# Instructions to follow
Start with the first line of the records below. Output each line exactly, ending with the one that contains "(NaN or infinite).".

# Supplied information
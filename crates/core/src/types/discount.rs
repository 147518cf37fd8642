//! Fractional discount rates.

use core::fmt;

use rust_decimal::Decimal;
use rust_decimal::prelude::FromPrimitive;
use serde::{Deserialize, Serialize};
use thiserror::Error;

/// Errors that can occur when constructing a [`DiscountRate`].
#[derive(Debug, Error, Clone, PartialEq, Eq)]
pub enum DiscountRateError {
    /// The rate is negative or not strictly below one.
    #[error("discount rate {0} must be in [0, 1)")]
    OutOfRange(Decimal),
    /// The value could not be represented as a decimal (NaN or infinite).
    #[error("discount rate is not a finite number")]
    NotFinite,
}

/// A discount expressed as a fraction of the subtotal.
///
/// ## Constraints
///
/// - `0 <= rate < 1`
///
/// A rate of `0.10` takes ten percent off the subtotal.
#[derive(Debug, Clone, Copy, PartialEq, Eq, Hash, Serialize, Deserialize)]
#[serde(try_from = "Decimal", into = "Decimal")]
pub struct DiscountRate(Decimal);

impl DiscountRate {
    /// Parse a `DiscountRate` from a decimal fraction.
    ///
    /// # Errors
    ///
    /// Returns [`DiscountRateError::OutOfRange`] outside `[0, 1)`.
    pub fn new(rate: Decimal) -> Result<Self, DiscountRateError> {
        if rate < Decimal::ZERO || rate >= Decimal::ONE {
            return Err(DiscountRateError::OutOfRange(rate));
        }
        Ok(Self(rate.normalize()))
    }

    /// Parse a `DiscountRate` from a floating point wire value.
    ///
    /// # Errors
    ///
    /// Returns an error if the value is not finite or outside `[0, 1)`.
    pub fn from_f64(rate: f64) -> Result<Self, DiscountRateError> {
        let rate = Decimal::from_f64(rate).ok_or(DiscountRateError::NotFinite)?;
        Self::new(rate)
    }

    /// The rate as a fraction.
    #[must_use]
    pub const fn value(&self) -> Decimal {
        self.0
    }

    /// Whether the rate takes nothing off.
    #[must_use]
    pub fn is_zero(&self) -> bool {
        self.0.is_zero()
    }

    /// The rate as a percentage (e.g., `10` for `0.10`).
    #[must_use]
    pub fn percent(&self) -> Decimal {
        (self.0 * Decimal::ONE_HUNDRED).normalize()
    }

    /// Human-readable label, e.g. `"12.5% discount"`.
    #[must_use]
    pub fn label(&self) -> String {
        format!("{}% discount", self.percent())
    }
}

impl fmt::Display for DiscountRate {
    fn fmt(&self, f: &mut fmt::Formatter<'_>) -> fmt::Result {
        write!(f, "{}%", self.percent())
    }
}

impl TryFrom<Decimal> for DiscountRate {
    type Error = DiscountRateError;

    fn try_from(value: Decimal) -> Result<Self, Self::Error> {
        Self::new(value)
    }
}

impl From<DiscountRate> for Decimal {
    fn from(rate: DiscountRate) -> Self {
        rate.0
    }
}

# The completed task
filename crates/core/src/types/discount.rs
repository 147518cf37fd8642
//! Fractional discount rates.

use core::fmt;

use rust_decimal::Decimal;
use rust_decimal::prelude::FromPrimitive;
use serde::{Deserialize, Serialize};
use thiserror::Error;

/// Errors that can occur when constructing a [`DiscountRate`].
#[derive(Debug, Error, Clone, PartialEq, Eq)]
pub enum DiscountRateError {
    /// The rate is negative or not strictly below one.
    #[error("discount rate {0} must be in [0, 1)")]
    OutOfRange(Decimal),
    /// The value could not be represented as a decimal (NaN or infinite).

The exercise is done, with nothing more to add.